__Records provided__
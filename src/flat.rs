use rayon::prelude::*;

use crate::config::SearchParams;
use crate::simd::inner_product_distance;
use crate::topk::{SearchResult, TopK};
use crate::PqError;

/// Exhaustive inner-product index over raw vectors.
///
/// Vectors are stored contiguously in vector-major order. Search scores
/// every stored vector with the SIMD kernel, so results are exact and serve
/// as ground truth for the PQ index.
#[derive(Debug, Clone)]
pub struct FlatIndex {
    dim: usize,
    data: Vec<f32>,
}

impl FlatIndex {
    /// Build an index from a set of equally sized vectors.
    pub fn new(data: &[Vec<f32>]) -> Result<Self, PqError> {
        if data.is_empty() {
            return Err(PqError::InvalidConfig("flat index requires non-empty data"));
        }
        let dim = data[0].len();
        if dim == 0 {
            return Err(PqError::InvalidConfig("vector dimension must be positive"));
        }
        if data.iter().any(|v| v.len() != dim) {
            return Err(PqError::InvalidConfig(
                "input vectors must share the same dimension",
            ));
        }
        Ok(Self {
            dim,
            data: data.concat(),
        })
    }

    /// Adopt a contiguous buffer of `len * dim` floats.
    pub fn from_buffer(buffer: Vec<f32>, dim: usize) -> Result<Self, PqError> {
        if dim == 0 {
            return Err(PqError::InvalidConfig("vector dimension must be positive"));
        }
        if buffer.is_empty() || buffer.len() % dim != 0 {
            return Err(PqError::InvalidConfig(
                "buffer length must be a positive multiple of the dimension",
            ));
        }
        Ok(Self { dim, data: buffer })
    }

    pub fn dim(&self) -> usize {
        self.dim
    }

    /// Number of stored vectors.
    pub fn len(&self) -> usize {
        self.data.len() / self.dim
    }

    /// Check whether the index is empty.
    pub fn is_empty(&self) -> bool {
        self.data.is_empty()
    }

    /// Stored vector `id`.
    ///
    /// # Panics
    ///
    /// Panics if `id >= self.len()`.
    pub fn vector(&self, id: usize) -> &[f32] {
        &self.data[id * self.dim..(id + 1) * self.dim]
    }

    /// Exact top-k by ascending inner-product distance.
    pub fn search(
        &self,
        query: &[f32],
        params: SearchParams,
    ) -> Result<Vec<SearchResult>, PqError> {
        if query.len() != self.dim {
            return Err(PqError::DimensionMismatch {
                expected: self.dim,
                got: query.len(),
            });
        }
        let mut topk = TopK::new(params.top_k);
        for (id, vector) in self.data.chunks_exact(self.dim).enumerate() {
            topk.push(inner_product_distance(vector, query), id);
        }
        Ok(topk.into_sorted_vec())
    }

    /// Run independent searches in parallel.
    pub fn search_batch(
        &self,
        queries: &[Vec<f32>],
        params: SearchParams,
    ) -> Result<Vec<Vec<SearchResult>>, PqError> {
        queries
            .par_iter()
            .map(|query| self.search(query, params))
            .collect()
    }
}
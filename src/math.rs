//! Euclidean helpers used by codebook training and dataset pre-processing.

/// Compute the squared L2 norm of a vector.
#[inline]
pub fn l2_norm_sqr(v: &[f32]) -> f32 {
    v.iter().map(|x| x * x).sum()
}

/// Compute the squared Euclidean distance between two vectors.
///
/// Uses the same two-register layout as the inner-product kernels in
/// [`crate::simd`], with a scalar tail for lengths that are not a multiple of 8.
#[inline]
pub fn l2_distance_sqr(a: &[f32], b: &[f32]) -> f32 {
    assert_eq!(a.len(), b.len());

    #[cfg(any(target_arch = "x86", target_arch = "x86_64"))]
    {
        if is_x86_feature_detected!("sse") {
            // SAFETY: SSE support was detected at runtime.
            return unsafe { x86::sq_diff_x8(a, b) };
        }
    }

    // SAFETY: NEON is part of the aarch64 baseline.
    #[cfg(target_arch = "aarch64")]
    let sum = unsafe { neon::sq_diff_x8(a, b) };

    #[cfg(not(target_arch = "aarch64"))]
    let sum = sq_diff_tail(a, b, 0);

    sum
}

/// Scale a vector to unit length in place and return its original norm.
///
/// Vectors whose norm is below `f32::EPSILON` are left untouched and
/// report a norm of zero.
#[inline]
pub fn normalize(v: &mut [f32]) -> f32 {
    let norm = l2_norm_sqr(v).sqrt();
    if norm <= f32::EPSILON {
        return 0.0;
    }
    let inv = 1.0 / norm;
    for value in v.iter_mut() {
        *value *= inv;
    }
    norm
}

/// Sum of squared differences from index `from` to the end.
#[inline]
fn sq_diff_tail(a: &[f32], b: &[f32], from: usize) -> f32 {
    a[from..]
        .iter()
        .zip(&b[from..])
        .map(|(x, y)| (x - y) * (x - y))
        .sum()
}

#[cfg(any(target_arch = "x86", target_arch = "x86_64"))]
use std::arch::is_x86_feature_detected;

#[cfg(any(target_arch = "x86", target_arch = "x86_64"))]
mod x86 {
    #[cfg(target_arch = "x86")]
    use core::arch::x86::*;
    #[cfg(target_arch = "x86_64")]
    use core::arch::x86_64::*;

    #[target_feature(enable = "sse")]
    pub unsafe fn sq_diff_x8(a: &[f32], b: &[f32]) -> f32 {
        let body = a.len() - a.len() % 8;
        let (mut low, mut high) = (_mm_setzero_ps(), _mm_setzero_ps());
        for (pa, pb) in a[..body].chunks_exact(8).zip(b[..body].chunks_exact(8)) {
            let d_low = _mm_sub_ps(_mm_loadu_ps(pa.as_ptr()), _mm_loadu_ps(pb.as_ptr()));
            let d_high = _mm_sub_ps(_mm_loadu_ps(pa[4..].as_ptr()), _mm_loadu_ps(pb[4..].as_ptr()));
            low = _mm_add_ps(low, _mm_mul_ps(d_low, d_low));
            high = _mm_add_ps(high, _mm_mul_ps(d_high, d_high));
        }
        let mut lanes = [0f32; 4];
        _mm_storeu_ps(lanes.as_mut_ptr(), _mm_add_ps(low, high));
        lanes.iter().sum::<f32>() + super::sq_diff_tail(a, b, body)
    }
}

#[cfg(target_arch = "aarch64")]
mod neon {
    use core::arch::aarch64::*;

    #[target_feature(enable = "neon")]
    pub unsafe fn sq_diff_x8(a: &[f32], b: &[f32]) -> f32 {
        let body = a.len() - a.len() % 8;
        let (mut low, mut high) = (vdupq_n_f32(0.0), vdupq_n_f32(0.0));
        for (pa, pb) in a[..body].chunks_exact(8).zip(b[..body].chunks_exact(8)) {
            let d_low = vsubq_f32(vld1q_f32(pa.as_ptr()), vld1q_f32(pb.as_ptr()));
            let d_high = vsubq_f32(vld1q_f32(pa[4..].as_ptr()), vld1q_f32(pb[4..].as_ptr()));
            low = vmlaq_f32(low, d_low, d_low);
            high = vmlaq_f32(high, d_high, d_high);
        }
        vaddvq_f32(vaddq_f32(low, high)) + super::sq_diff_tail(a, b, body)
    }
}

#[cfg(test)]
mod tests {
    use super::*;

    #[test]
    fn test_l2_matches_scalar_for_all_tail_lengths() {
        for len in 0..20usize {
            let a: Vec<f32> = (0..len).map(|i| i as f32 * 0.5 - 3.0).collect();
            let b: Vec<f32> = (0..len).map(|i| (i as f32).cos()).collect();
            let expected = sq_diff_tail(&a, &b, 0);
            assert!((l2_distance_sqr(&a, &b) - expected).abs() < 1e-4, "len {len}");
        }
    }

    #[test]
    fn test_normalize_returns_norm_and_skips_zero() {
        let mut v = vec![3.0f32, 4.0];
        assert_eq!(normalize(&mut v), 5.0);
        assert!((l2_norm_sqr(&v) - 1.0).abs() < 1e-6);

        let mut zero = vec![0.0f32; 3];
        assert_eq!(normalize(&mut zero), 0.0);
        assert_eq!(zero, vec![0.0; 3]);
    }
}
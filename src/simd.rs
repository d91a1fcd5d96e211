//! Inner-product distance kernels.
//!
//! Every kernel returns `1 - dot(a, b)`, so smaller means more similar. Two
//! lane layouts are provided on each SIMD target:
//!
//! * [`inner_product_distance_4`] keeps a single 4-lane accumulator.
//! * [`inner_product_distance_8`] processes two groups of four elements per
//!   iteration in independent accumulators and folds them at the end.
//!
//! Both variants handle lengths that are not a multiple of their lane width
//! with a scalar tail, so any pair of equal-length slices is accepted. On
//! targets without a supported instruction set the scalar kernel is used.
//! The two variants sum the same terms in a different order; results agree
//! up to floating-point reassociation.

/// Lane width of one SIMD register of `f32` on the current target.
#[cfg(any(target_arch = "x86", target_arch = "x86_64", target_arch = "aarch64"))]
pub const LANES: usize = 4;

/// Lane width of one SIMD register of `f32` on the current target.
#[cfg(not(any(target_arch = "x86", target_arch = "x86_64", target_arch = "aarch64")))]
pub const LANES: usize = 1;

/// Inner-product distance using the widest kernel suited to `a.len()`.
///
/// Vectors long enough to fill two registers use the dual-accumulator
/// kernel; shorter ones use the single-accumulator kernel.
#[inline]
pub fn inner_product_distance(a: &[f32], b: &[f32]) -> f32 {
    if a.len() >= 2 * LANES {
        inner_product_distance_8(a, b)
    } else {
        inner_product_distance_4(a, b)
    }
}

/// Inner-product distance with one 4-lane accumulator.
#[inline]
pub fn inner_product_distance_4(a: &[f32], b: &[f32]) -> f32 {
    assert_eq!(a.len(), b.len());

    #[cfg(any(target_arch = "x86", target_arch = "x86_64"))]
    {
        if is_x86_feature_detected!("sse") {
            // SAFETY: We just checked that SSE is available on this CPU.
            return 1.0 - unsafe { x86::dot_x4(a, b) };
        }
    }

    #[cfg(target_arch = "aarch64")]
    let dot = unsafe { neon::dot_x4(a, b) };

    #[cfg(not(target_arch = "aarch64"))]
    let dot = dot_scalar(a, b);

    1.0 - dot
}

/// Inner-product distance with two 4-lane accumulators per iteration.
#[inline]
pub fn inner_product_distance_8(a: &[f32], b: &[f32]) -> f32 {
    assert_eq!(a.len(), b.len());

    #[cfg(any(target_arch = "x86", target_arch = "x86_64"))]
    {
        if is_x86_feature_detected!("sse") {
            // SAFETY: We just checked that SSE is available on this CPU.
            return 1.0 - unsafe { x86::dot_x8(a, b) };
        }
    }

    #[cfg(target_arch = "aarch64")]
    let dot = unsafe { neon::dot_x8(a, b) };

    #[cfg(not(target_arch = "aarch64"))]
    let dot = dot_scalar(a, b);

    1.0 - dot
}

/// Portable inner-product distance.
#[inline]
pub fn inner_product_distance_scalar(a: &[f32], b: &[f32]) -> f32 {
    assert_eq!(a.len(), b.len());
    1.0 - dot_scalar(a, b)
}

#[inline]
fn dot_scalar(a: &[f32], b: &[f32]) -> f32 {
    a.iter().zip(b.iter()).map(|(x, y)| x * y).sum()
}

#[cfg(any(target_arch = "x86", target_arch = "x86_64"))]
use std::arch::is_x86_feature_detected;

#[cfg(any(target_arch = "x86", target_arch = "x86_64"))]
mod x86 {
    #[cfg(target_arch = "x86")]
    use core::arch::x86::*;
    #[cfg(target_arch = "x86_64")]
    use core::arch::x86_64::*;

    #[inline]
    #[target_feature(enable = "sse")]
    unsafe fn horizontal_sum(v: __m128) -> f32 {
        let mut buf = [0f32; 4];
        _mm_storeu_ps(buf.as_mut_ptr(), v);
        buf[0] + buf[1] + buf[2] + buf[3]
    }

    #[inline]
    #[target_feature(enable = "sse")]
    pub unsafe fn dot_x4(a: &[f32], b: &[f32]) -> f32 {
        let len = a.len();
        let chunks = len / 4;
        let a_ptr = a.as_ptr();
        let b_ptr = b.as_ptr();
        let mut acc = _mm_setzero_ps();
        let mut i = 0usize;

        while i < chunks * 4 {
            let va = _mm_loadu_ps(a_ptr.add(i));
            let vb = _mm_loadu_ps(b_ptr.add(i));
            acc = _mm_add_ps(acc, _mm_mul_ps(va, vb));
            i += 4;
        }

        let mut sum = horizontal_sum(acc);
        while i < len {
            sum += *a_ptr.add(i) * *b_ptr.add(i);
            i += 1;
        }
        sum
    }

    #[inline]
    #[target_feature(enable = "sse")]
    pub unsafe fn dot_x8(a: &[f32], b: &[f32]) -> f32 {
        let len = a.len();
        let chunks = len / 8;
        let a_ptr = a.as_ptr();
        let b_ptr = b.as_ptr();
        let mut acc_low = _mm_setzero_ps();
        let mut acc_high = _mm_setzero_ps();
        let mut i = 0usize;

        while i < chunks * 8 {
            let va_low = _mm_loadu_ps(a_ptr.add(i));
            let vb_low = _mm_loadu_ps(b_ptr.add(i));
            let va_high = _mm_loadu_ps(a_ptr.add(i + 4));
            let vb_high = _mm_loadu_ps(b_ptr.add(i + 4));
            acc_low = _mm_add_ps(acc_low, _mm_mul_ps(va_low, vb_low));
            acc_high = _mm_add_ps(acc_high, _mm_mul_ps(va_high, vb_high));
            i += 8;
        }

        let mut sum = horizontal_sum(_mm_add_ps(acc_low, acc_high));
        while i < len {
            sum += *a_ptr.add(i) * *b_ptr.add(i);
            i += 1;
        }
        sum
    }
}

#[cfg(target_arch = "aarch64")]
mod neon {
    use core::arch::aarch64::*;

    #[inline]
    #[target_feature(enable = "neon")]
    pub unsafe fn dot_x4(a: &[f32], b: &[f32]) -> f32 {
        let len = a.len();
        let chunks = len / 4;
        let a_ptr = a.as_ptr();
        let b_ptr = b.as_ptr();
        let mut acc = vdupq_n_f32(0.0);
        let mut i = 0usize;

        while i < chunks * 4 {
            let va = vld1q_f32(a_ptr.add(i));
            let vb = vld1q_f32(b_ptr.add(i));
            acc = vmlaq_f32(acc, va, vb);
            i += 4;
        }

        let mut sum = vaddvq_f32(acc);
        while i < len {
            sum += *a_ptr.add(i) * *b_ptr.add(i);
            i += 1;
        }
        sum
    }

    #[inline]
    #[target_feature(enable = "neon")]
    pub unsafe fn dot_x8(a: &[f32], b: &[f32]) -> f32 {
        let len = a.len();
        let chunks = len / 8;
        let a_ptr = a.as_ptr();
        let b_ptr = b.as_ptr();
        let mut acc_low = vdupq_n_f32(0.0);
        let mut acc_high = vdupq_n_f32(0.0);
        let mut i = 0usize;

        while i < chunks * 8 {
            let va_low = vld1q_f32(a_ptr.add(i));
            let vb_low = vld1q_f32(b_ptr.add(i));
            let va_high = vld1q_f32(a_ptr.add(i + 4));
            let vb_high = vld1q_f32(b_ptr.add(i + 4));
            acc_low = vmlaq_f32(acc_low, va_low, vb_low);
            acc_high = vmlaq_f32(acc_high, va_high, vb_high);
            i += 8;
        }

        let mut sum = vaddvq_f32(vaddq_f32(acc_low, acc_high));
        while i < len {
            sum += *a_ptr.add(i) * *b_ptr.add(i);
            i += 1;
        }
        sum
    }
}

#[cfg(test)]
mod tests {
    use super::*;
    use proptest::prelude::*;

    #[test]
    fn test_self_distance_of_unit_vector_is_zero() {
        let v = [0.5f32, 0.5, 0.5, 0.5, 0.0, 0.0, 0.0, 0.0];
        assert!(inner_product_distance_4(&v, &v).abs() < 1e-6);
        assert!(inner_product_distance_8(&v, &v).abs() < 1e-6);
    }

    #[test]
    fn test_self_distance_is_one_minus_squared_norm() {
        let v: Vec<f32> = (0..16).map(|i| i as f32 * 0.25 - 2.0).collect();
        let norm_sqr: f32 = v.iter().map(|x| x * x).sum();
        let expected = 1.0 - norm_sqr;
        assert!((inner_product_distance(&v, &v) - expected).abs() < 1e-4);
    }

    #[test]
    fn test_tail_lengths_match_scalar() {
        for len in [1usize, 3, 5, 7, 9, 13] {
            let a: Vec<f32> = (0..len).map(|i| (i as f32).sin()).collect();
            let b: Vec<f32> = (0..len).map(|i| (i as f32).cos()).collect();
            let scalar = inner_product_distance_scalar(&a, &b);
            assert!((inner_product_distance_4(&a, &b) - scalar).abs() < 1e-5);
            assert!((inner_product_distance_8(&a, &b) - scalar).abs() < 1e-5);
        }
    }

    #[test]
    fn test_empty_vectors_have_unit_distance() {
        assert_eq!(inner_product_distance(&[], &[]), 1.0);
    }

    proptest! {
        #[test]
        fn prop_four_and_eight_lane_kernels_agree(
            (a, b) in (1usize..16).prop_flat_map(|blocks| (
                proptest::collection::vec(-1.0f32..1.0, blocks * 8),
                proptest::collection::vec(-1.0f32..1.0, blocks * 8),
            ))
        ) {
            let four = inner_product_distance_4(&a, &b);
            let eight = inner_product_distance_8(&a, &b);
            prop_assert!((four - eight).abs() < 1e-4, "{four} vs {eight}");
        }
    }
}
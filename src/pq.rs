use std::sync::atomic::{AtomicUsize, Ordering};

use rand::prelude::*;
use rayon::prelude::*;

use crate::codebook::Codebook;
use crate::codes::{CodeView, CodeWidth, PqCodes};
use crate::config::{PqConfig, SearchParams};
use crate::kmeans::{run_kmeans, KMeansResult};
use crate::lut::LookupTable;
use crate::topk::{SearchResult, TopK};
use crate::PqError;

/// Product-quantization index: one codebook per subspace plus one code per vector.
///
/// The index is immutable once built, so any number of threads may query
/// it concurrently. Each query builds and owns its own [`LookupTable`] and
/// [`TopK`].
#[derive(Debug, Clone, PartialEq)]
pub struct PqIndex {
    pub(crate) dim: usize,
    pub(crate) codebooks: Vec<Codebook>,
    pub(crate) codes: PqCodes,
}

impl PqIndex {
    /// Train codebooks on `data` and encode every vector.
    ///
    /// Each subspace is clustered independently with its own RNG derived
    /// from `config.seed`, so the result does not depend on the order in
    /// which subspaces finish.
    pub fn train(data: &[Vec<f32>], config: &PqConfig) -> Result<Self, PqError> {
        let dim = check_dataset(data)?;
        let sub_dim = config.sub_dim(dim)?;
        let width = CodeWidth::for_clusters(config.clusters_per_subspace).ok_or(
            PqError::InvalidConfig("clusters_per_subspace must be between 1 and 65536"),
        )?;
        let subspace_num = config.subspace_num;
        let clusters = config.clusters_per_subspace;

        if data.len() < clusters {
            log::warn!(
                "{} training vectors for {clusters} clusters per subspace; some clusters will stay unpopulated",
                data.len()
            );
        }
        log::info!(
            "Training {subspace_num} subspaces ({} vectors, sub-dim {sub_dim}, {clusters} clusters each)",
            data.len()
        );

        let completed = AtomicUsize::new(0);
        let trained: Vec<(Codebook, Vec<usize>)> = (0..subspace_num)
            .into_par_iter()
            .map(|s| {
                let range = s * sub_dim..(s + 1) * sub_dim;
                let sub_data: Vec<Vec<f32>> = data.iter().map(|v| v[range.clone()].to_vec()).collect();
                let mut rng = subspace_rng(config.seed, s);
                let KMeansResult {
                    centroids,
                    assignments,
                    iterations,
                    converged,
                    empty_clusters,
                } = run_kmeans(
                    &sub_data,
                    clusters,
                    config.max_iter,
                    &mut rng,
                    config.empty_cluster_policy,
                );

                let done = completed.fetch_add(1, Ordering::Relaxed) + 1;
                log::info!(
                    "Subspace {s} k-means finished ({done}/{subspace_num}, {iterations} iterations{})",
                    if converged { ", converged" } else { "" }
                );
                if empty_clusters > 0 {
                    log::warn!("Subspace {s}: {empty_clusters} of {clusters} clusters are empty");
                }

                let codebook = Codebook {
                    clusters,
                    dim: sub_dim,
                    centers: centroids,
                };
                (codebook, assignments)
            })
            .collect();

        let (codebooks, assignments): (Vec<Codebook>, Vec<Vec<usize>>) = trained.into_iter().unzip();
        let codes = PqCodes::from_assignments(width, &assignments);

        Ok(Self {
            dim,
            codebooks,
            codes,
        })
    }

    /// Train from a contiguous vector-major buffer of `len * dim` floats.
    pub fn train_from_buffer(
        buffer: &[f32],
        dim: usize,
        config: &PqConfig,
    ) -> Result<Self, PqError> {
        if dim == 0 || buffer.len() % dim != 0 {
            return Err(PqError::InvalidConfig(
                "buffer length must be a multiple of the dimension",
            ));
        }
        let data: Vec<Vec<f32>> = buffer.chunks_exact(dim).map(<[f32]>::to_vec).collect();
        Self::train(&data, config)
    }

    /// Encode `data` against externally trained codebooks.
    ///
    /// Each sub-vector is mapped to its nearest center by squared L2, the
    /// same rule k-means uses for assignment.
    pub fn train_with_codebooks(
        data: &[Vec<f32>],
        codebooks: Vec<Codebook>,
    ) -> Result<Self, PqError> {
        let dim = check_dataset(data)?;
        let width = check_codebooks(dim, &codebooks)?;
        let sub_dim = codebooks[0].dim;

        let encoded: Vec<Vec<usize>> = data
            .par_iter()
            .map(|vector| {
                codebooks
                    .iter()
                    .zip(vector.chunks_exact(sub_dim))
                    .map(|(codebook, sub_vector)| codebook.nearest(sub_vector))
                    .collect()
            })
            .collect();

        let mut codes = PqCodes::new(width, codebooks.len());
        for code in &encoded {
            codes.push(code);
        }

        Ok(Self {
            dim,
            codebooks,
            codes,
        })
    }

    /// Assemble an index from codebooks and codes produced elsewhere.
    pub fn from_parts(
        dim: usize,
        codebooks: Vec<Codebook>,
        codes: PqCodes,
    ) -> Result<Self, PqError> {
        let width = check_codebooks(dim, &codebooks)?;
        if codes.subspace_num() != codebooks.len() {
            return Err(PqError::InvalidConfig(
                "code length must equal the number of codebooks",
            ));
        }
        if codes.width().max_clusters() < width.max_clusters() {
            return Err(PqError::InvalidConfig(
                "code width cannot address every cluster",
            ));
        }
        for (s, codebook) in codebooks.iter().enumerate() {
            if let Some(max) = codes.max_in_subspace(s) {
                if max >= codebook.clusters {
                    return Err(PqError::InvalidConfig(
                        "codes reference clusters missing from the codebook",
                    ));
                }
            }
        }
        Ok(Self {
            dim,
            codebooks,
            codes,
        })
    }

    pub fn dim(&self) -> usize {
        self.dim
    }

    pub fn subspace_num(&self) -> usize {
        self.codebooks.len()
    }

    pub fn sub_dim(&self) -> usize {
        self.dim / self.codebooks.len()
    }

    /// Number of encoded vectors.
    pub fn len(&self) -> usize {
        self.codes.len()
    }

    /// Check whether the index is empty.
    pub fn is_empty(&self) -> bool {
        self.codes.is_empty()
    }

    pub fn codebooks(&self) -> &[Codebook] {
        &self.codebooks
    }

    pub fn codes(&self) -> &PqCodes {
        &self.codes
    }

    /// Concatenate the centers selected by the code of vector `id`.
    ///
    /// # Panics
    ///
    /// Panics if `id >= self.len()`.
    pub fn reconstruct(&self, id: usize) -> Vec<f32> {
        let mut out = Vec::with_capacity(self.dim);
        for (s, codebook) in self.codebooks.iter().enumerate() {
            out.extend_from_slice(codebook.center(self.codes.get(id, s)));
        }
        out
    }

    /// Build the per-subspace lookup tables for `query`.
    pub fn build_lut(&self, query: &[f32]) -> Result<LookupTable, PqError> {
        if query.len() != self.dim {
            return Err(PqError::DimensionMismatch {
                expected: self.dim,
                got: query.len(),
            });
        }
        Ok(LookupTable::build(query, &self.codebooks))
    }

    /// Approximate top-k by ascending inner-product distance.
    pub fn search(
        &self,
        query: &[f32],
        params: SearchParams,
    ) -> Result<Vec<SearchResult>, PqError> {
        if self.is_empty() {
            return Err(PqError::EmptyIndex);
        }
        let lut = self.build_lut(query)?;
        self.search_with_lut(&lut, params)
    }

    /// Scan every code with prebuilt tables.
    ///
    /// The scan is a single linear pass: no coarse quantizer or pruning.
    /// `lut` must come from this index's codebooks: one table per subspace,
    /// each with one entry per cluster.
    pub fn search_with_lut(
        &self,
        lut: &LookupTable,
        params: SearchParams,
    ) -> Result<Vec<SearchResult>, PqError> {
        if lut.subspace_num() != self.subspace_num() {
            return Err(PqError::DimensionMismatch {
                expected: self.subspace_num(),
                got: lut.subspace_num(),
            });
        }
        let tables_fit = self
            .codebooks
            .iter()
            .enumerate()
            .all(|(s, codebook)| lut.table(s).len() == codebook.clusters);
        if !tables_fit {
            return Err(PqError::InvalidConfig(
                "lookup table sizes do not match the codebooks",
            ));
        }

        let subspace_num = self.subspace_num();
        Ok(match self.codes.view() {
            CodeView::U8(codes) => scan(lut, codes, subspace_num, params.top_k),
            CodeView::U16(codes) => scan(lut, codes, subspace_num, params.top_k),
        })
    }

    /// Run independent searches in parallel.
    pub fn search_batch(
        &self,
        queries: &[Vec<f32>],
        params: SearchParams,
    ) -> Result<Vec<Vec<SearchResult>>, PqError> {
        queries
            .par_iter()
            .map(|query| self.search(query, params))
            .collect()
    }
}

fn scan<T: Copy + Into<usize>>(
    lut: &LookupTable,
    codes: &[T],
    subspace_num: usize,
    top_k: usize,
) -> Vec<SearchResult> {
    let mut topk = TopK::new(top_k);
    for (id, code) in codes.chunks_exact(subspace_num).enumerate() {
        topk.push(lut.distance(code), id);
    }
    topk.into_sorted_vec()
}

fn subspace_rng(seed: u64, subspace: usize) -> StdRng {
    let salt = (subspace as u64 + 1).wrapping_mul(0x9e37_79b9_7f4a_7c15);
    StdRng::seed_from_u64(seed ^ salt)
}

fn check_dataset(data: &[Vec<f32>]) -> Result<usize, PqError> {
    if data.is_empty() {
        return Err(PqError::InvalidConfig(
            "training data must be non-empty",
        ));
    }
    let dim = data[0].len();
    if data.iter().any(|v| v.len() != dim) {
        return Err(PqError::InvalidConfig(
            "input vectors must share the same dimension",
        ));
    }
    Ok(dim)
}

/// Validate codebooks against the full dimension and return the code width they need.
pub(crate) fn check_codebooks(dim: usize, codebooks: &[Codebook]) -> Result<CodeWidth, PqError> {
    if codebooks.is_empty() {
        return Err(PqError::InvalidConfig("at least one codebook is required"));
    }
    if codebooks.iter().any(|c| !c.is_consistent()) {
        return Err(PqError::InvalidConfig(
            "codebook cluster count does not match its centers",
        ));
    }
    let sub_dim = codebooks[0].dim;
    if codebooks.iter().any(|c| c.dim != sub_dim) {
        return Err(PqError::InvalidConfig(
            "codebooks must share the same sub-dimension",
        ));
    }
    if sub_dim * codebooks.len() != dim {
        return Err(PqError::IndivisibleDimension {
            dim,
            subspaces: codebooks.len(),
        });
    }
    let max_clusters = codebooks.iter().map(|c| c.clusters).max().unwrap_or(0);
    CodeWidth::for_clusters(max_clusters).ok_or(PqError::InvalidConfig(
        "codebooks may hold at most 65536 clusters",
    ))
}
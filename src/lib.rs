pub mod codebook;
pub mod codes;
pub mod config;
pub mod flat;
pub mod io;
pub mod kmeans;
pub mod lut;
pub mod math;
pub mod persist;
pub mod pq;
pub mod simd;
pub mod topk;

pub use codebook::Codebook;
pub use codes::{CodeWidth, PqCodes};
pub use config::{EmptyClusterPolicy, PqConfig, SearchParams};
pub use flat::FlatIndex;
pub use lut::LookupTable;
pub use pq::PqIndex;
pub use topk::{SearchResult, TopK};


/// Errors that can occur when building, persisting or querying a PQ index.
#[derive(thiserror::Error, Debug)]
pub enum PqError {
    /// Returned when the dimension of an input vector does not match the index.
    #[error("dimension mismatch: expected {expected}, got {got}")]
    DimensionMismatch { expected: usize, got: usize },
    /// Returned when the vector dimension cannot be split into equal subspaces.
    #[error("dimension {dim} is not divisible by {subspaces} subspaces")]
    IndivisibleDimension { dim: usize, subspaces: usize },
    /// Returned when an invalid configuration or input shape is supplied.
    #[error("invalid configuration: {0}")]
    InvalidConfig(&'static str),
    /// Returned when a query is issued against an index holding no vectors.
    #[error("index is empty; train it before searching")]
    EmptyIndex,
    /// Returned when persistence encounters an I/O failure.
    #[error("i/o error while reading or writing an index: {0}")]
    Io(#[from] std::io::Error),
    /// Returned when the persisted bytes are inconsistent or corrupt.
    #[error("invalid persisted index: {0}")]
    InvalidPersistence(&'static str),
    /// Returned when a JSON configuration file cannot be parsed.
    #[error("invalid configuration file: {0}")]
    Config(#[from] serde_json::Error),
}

__What is needed__
Where a line above contains the word "Compute", copy that line.

__Answer to the exercise__
/// Compute the squared L2 norm of a vector.
/// Compute the squared Euclidean distance between two vectors.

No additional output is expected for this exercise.